• Your goal:
Work out how many lines in the records below include the string "RunRow", and reply with that number alone.

• Available records:
//! Various common constants used by the control plane.

/// One GiB in bytes.
pub const GIB: u64 = 1024 * 1024 * 1024;
/// One TiB in bytes.
pub const TIB: u64 = 1024 * GIB;

/// Smallest capacity the cloud accepts for a multishare instance.
pub const MIN_INSTANCE_SIZE_BYTES: u64 = TIB;
/// Largest capacity the cloud accepts for a multishare instance.
pub const MAX_INSTANCE_SIZE_BYTES: u64 = 10 * TIB;

/// Shares placed per instance when the configurable share limit feature is
/// disabled, irrespective of what the instance itself reports.
pub const MAX_SHARES_PER_INSTANCE: usize = 10;

/// Capacity granularity assumed for instance resizes until the cloud reports
/// the instance's own step size.
pub const DEFAULT_CAPACITY_STEP_SIZE_GB: u64 = 256;

/// Instance label carrying the storage class the instance was provisioned for.
pub const STORAGE_CLASS_ID_LABEL: &str = "csi_storage_class_id";
/// Instance label carrying the location of the provisioning cluster.
pub const CLUSTER_LOCATION_LABEL: &str = "csi_cluster_location";
/// Instance label carrying the name of the provisioning cluster.
pub const CLUSTER_NAME_LABEL: &str = "csi_cluster_name";

/// The labels which must agree between an instance and the placement template
/// before a share may land on that instance.
pub fn match_label_keys() -> [&'static str; 3] {
    [
        STORAGE_CLASS_ID_LABEL,
        CLUSTER_LOCATION_LABEL,
        CLUSTER_NAME_LABEL,
    ]
}
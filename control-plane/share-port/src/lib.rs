#![warn(missing_docs)]
//! Transport types shared by the multishare control-plane components.
//!
//! The cloud file API is the sole source of truth for instances, shares and
//! their long-running operations; this crate holds the in-memory renditions
//! of those resources plus the resource URI and filter plumbing the agents
//! rely on.

/// Driver-wide constants.
pub mod constants;
/// Common types for the resources managed by the control-plane.
pub mod types;

/// Report the full chain of an error, from the outermost failure down to the
/// root cause, separated by ": ".
pub trait ErrorChain: std::error::Error {
    /// Outer error and its sources as a single line.
    fn full_string(&self) -> String {
        let mut msg = self.to_string();
        let mut source = self.source();
        while let Some(error) = source {
            msg = format!("{msg}: {error}");
            source = error.source();
        }
        msg
    }
}

impl<T: std::error::Error> ErrorChain for T {}
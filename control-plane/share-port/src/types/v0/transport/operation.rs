use super::OperationId;
use serde::{Deserialize, Serialize};
use strum_macros::Display;

/// A raw long-running operation as listed from the cloud.
#[derive(Serialize, Deserialize, Default, Debug, Clone, PartialEq)]
#[serde(rename_all = "camelCase")]
pub struct Operation {
    /// Opaque operation id.
    pub name: OperationId,
    /// Whether the operation has completed.
    pub done: bool,
    /// Metadata blob describing the target resource and verb.
    #[serde(default, skip_serializing_if = "Option::is_none")]
    pub metadata: Option<serde_json::Value>,
}

/// The metadata blob attached to instance and share operations.
#[derive(Serialize, Deserialize, Default, Debug, Clone, Eq, PartialEq)]
#[serde(rename_all = "camelCase")]
pub struct OperationMetadata {
    /// URI of the resource the operation mutates.
    pub target: String,
    /// The verb the cloud reports for the mutation.
    pub verb: String,
}

/// Resource-level classification of an in-flight operation.
#[derive(Display, Debug, Clone, Copy, Eq, PartialEq)]
pub enum OperationKind {
    /// An instance is being created.
    InstanceCreate,
    /// An instance is being resized.
    InstanceUpdate,
    /// An instance is being deleted.
    InstanceDelete,
    /// A share is being created.
    ShareCreate,
    /// A share is being resized.
    ShareUpdate,
    /// A share is being deleted.
    ShareDelete,
    /// A verb the driver does not recognise; blocks interlocks, joins nothing.
    Unknown,
}

impl OperationKind {
    /// Classify the verb of an instance-targeted operation.
    ///
    /// The verb strings are the cloud's own; an unrecognised verb must never
    /// be folded into a known kind.
    pub fn from_instance_verb(verb: &str) -> Self {
        match verb {
            "create" => Self::InstanceCreate,
            "update" => Self::InstanceUpdate,
            "delete" => Self::InstanceDelete,
            _ => Self::Unknown,
        }
    }

    /// Classify the verb of a share-targeted operation.
    pub fn from_share_verb(verb: &str) -> Self {
        match verb {
            "create" => Self::ShareCreate,
            "update" => Self::ShareUpdate,
            "delete" => Self::ShareDelete,
            _ => Self::Unknown,
        }
    }
}

/// One in-flight operation, classified from a cloud listing.
#[derive(Debug, Clone, Eq, PartialEq)]
pub struct OperationInfo {
    /// Opaque operation id.
    pub id: OperationId,
    /// Resource-level classification.
    pub kind: OperationKind,
    /// URI of the target resource.
    pub target: String,
}

/// Whether the URI names an instance, i.e. matches
/// `projects/*/locations/*/instances/*` exactly.
pub fn is_instance_target(target: &str) -> bool {
    let segments = target.split('/').collect::<Vec<_>>();
    matches!(
        segments.as_slice(),
        ["projects", p, "locations", l, "instances", i]
            if !p.is_empty() && !l.is_empty() && !i.is_empty()
    )
}

/// Whether the URI names a share, i.e. matches
/// `projects/*/locations/*/instances/*/shares/*` exactly.
pub fn is_share_target(target: &str) -> bool {
    let segments = target.split('/').collect::<Vec<_>>();
    matches!(
        segments.as_slice(),
        ["projects", p, "locations", l, "instances", i, "shares", s]
            if !p.is_empty() && !l.is_empty() && !i.is_empty() && !s.is_empty()
    )
}
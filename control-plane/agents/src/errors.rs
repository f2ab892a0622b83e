use share_port::{
    types::v0::transport::{OperationId, OperationKind, ShareName},
    ErrorChain,
};
use snafu::Snafu;
use strum_macros::Display;
use tonic::Code;

/// The kinds of resources the agents act on, for error reporting.
#[derive(Display, Debug, Clone, Copy, Eq, PartialEq)]
pub enum ResourceKind {
    /// A multishare instance.
    Instance,
    /// A share hosted by an instance.
    Share,
    /// A cloud long-running operation.
    Operation,
}

/// Common error type for the control-plane agents.
#[derive(Debug, Snafu)]
#[snafu(visibility(pub))]
#[allow(missing_docs)]
pub enum SvcError {
    #[snafu(display("Create for share '{}' already in progress under op '{}'", share, op_id))]
    ShareCreateInProgress { share: ShareName, op_id: OperationId },
    #[snafu(display(
        "Found running op '{}', type '{}', for target resource '{}'",
        op_id,
        kind,
        target
    ))]
    OpInProgress {
        op_id: OperationId,
        kind: OperationKind,
        target: String,
    },
    #[snafu(display("All eligible instances are busy.\n{}", summary))]
    InstancesBusy { summary: String },
    #[snafu(display("Zone '{}' is not of the form <geo>-<area>-<zone>", zone))]
    InvalidZone { zone: String },
    #[snafu(display("Invalid CIDR '{}'", cidr))]
    InvalidCidr {
        cidr: String,
        source: ipnetwork::IpNetworkError,
    },
    #[snafu(display("Label '{}' missing in target instance '{}'", label, instance))]
    MissingMatchLabel { label: String, instance: String },
    #[snafu(display(
        "With connect mode PRIVATE_SERVICE_ACCESS a reserved IP range must be a \
        named address range, not the CIDR '{}'",
        range
    ))]
    NamedRangeExpected { range: String },
    #[snafu(display("Instance '{}' reports unparseable address '{}'", instance, ip))]
    InvalidInstanceIp { instance: String, ip: String },
    #[snafu(display("For {} workflow, unknown op type '{}'", resource, kind))]
    UnknownWorkflowKind {
        resource: ResourceKind,
        kind: OperationKind,
    },
    #[snafu(display("{} '{}' not found", kind, id))]
    NotFound { kind: ResourceKind, id: String },
    #[snafu(display("Cloud request '{}' failed for {} '{}': {}", request, kind, id, details))]
    CloudRequest {
        request: String,
        kind: ResourceKind,
        id: String,
        details: String,
    },
    #[snafu(display("Internal error: {}", details))]
    Internal { details: String },
}

impl SvcError {
    /// The gRPC code the CSI frontend surfaces for this error.
    ///
    /// Only three codes ever reach the caller: `Aborted` is the "retry
    /// later" signal of the outer CSI loop, `InvalidArgument` is fatal for
    /// the request, and everything system-side, cloud not-found included,
    /// folds into `Internal`.
    pub fn tonic_code(&self) -> Code {
        match self {
            Self::ShareCreateInProgress { .. } => Code::Aborted,
            Self::OpInProgress { .. } => Code::Aborted,
            Self::InstancesBusy { .. } => Code::Aborted,
            Self::InvalidZone { .. } => Code::InvalidArgument,
            Self::InvalidCidr { .. } => Code::InvalidArgument,
            Self::MissingMatchLabel { .. } => Code::InvalidArgument,
            Self::NamedRangeExpected { .. } => Code::InvalidArgument,
            Self::NotFound { .. } => Code::Internal,
            Self::InvalidInstanceIp { .. } => Code::Internal,
            Self::UnknownWorkflowKind { .. } => Code::Internal,
            Self::CloudRequest { .. } => Code::Internal,
            Self::Internal { .. } => Code::Internal,
        }
    }
}

impl From<SvcError> for tonic::Status {
    fn from(error: SvcError) -> Self {
        tonic::Status::new(error.tonic_code(), error.full_string())
    }
}
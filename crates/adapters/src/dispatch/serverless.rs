// SPDX-License-Identifier: BUSL-1.1
// Copyright (c) 2026 Alfred Jean LLC

//! Managed serverless job backend
//!
//! `create` registers a job definition, `launch` starts one execution of it.

use super::{http, BatchDispatcher, DispatchError, DispatchRequest, JobHandle};
use async_trait::async_trait;
use serde::Deserialize;
use serde_json::json;

#[derive(Deserialize)]
struct CreatedJob {
    #[serde(default)]
    id: Option<String>,
}

/// Dispatcher for a managed job service reachable over HTTP
#[derive(Clone, Debug)]
pub struct ServerlessJobDispatcher {
    client: reqwest::Client,
    api_url: String,
    image: String,
    region: Option<String>,
    token: Option<String>,
}

impl ServerlessJobDispatcher {
    pub fn new(api_url: impl Into<String>, image: impl Into<String>) -> Self {
        Self {
            client: reqwest::Client::new(),
            api_url: api_url.into().trim_end_matches('/').to_string(),
            image: image.into(),
            region: None,
            token: None,
        }
    }

    pub fn with_region(mut self, region: Option<String>) -> Self {
        self.region = region;
        self
    }

    pub fn with_token(mut self, token: Option<String>) -> Self {
        self.token = token;
        self
    }
}

#[async_trait]
impl BatchDispatcher for ServerlessJobDispatcher {
    fn backend(&self) -> &'static str {
        "serverless_job"
    }

    async fn create(&self, request: &DispatchRequest) -> Result<JobHandle, DispatchError> {
        let name = request.job_name();
        let body = json!({
            "name": name,
            "image": self.image,
            "command": request.job_command(),
            "env": {
                "RJ_RUN_ID": request.run_id.as_str(),
                "RJ_ARTIFACT_URI": request.artifact_uri,
                "RJ_COMMAND": request.invocation.to_string(),
            },
            "max_retries": request.max_retries,
            "region": self.region,
            "labels": request.provider_config,
        });

        let builder = self.client.post(format!("{}/jobs", self.api_url)).json(&body);
        let response = http::authorize(builder, self.token.as_deref())
            .send()
            .await
            .map_err(|e| DispatchError::CreateFailed(e.to_string()))?;
        let response = http::check(response)
            .await
            .map_err(DispatchError::CreateFailed)?;

        // Some services answer with an empty body; the name is the id then
        let created: Option<CreatedJob> = response.json().await.ok();
        let job_id = created.and_then(|c| c.id).unwrap_or(name);

        Ok(JobHandle {
            backend: self.backend().to_string(),
            job_id,
            run_id: request.run_id.clone(),
            started: false,
        })
    }

    async fn launch(&self, handle: &JobHandle) -> Result<(), DispatchError> {
        let url = format!("{}/jobs/{}/run", self.api_url, handle.job_id);
        let response = http::authorize(self.client.post(url), self.token.as_deref())
            .send()
            .await
            .map_err(|e| DispatchError::LaunchFailed(e.to_string()))?;
        http::check(response)
            .await
            .map_err(DispatchError::LaunchFailed)?;
        Ok(())
    }
}

#[cfg(test)]
#[path = "serverless_tests.rs"]
mod tests;
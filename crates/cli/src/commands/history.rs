// SPDX-License-Identifier: BUSL-1.1
// Copyright (c) 2026 Alfred Jean LLC

//! `rj history` - recent runs, newest first

use anyhow::Result;
use clap::Args;

use super::Settings;
use crate::client::ApiClient;
use crate::error::RjError;
use crate::output::{self, RunRow};

#[derive(Args, Debug)]
pub struct HistoryArgs {
    /// Only runs of this project
    #[arg(long)]
    pub project: Option<String>,

    /// Number of runs to show
    #[arg(long, default_value_t = 20)]
    pub limit: u32,

    /// Number of newest runs to skip
    #[arg(long, default_value_t = 0)]
    pub skip: u32,
}

pub async fn handle(client: &ApiClient, args: HistoryArgs, settings: &Settings) -> Result<()> {
    let runs = client
        .history(args.skip, args.limit, args.project.as_deref())
        .await
        .map_err(RjError::from)?;
    let rows: Vec<RunRow> = runs.into_iter().map(RunRow).collect();
    output::print_list(&rows, RunRow::HEADER, "No runs", settings.format);
    Ok(())
}
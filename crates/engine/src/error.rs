// SPDX-License-Identifier: BUSL-1.1
// Copyright (c) 2026 Alfred Jean LLC

//! Error types for the engine runtime

use crate::{ExecuteError, LockError};
use rj_adapters::{DispatchError, ScheduleError};
use rj_core::{CronError, RunId};
use rj_storage::{ArtifactError, LogError, RegistryError};
use thiserror::Error;

/// Errors that can occur in the runtime
#[derive(Debug, Error)]
pub enum RuntimeError {
    #[error(transparent)]
    Lock(#[from] LockError),
    #[error(transparent)]
    Registry(#[from] RegistryError),
    #[error(transparent)]
    Artifact(#[from] ArtifactError),
    #[error(transparent)]
    Log(#[from] LogError),
    #[error(transparent)]
    Dispatch(#[from] DispatchError),
    #[error("scheduler error: {0}")]
    Schedule(#[from] ScheduleError),
    #[error("invalid schedule: {0}")]
    Cron(#[from] CronError),
    #[error("execute error: {0}")]
    Execute(#[from] ExecuteError),
    #[error("background task failed: {0}")]
    Task(#[from] tokio::task::JoinError),
    #[error("run not found: {0}")]
    RunNotFound(RunId),
}
// SPDX-License-Identifier: BUSL-1.1
// Copyright (c) 2026 Alfred Jean LLC

//! `rj artifacts` works offline and honours ignore rules

use crate::prelude::*;

#[test]
fn lists_project_files_without_build_output() {
    Project::with_models()
        .rj()
        .args(["artifacts"])
        .passes()
        .stdout_has("dbt_project.yml")
        .stdout_has("models/orders.sql")
        .stdout_lacks("target/manifest.json");
}

#[test]
fn rjignore_and_flags_add_patterns() {
    let project = Project::with_models();
    project.file(".rjignore", "# scratch files\n*.tmp\n");
    project.file("notes.tmp", "x");
    project.file("seeds/big.csv", "a,b\n");

    project
        .rj()
        .args(["artifacts", "--ignore", "seeds/**"])
        .passes()
        .stdout_has("models/orders.sql")
        .stdout_lacks("notes.tmp")
        .stdout_lacks("seeds/big.csv");
}

#[test]
fn json_format_prints_an_array() {
    Project::with_models()
        .rj()
        .args(["--format", "json", "artifacts"])
        .passes()
        .stdout_has("[")
        .stdout_has("\"models/orders.sql\"");
}
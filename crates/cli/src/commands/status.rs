// SPDX-License-Identifier: BUSL-1.1
// Copyright (c) 2026 Alfred Jean LLC

//! `rj status <run-id>` - show one run

use anyhow::Result;
use clap::Args;
use reqwest::StatusCode;

use super::Settings;
use crate::client::{ApiClient, ClientError};
use crate::error::RjError;
use crate::output;

#[derive(Args, Debug)]
pub struct StatusArgs {
    pub run_id: String,
}

pub async fn handle(client: &ApiClient, args: StatusArgs, settings: &Settings) -> Result<()> {
    let detail = match client.status(&args.run_id).await {
        Ok(detail) => detail,
        Err(ClientError::Api { status, .. }) if status == StatusCode::NOT_FOUND => {
            return Err(RjError::not_found(&format!("Run {}", args.run_id)).into());
        }
        Err(e) => return Err(RjError::from(e).into()),
    };
    output::print(&detail, settings.format);
    Ok(())
}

• Task response:
3